Moral Philosophy and the Holocaust

Moral Philosophy and the Holocaust PDF Author: Eve Garrard
Publisher: Routledge
ISBN: 1351916750
Category : Philosophy
Languages : en
Pages : 297

Get Book

Book Description
How far can we ever hope to understand the Holocaust? What can we reasonably say about right and wrong, moral responsibility, praise and blame, in a world where ordinary reasons seem to be excluded? In the century of Nazism, ethical writing in English had much more to say about the meaning of the word `good` than about the material reality of evil. This book seeks to redress the balance at the start of a new century. Despite intense interest in the Holocaust, there has been relatively little exploration of it by philosophers in the analytic tradition.

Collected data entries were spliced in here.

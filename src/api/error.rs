// ==========================================
// 穿孔爆破引擎 - API层错误类型
// ==========================================
// 职责: 汇总引擎/导入/配置错误,转换为调用方可展示的错误
// 红线: 引擎错误原样保留,携带的孔号/连接号用于前端高亮
// ==========================================

use crate::config::error::ConfigError;
use crate::engine::error::EngineError;
use crate::importer::error::ImportError;
use thiserror::Error;

/// API层错误类型
#[derive(Error, Debug)]
pub enum ApiError {
    // ==========================================
    // 业务规则错误
    // ==========================================
    #[error("无效输入: {0}")]
    InvalidInput(String),

    #[error("资源未找到: {0}")]
    NotFound(String),

    /// 几何/网络/时序校验失败
    #[error("校验失败: {0}")]
    Engine(EngineError),

    // ==========================================
    // 导入错误
    // ==========================================
    #[error("文件导入失败: {0}")]
    ImportError(String),

    #[error("数据映射失败: {0}")]
    MappingError(String),

    // ==========================================
    // 配置错误
    // ==========================================
    #[error("配置错误: {0}")]
    ConfigError(String),

    // ==========================================
    // 通用错误
    // ==========================================
    #[error("内部错误: {0}")]
    InternalError(String),

    #[error(transparent)]
    Other(#[from] anyhow::Error),
}

impl From<EngineError> for ApiError {
    fn from(err: EngineError) -> Self {
        ApiError::Engine(err)
    }
}

impl From<ImportError> for ApiError {
    fn from(err: ImportError) -> Self {
        match err {
            ImportError::FileNotFound(path) => ApiError::NotFound(format!("文件 {} 不存在", path)),
            ImportError::UnsupportedFormat(ext) => {
                ApiError::InvalidInput(format!("文件格式不支持: {}", ext))
            }
            ImportError::FieldMappingError { .. } | ImportError::TypeConversionError { .. } => {
                ApiError::MappingError(err.to_string())
            }
            ImportError::Other(inner) => ApiError::Other(inner),
            other => ApiError::ImportError(other.to_string()),
        }
    }
}

impl From<ConfigError> for ApiError {
    fn from(err: ConfigError) -> Self {
        match err {
            ConfigError::InvalidValue { .. } => ApiError::InvalidInput(err.to_string()),
            other => ApiError::ConfigError(other.to_string()),
        }
    }
}

impl ApiError {
    /// 取出引擎错误（用于按孔号/连接号定位）
    pub fn engine_error(&self) -> Option<&EngineError> {
        match self {
            ApiError::Engine(e) => Some(e),
            _ => None,
        }
    }
}

/// Result 类型别名
pub type ApiResult<T> = Result<T, ApiError>;

#[cfg(test)]
mod tests {
    use super::*;

    #[test]
    fn test_engine_error_is_preserved() {
        let api: ApiError = EngineError::SelfLoop {
            edge_id: "e7".to_string(),
        }
        .into();

        assert_eq!(
            api.engine_error(),
            Some(&EngineError::SelfLoop {
                edge_id: "e7".to_string()
            })
        );
        assert!(api.to_string().contains("e7"));
    }

    #[test]
    fn test_import_error_mapping() {
        let api: ApiError = ImportError::FileNotFound("a.csv".to_string()).into();
        assert!(matches!(api, ApiError::NotFound(_)));

        let api: ApiError = ImportError::FieldMappingError {
            row: 3,
            message: "缺少必填字段: x".to_string(),
        }
        .into();
        assert!(matches!(api, ApiError::MappingError(ref m) if m.contains("行 3")));
    }

    #[test]
    fn test_config_error_mapping() {
        let api: ApiError = ConfigError::LockError("poisoned".to_string()).into();
        assert!(matches!(api, ApiError::ConfigError(_)));
    }
}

Although ethical writers often refer to Nazism as a touchstone example of evil, and use it as a case by which moral theorising can be tested, they rarely analyse what evil amounts to, or address the substantive moral questions raised by the Holocaust itself. This book draws together new work by leading moral philosophers to present a wide range of perspectives on the Holocaust. Contributors focus on particular themes of central importance, including: moral responsibility for genocide; the moral uniqueness of the Holocaust; responding to extreme evil; the role of ideology; the moral psychology of perpetrators and victims of genocide; forgiveness and the Holocaust; and the impact of the `Final Solution` on subsequent culture. Topics are treated with the precision and rigour characteristic of analytic philosophy. Scholars, teachers and students with an interest in moral theory, applied ethics, genocide and Holocaust studies will find this book of particular value, as will all those seeking greater insight into ethical issues surrounding Nazism, race-hatred and intolerance.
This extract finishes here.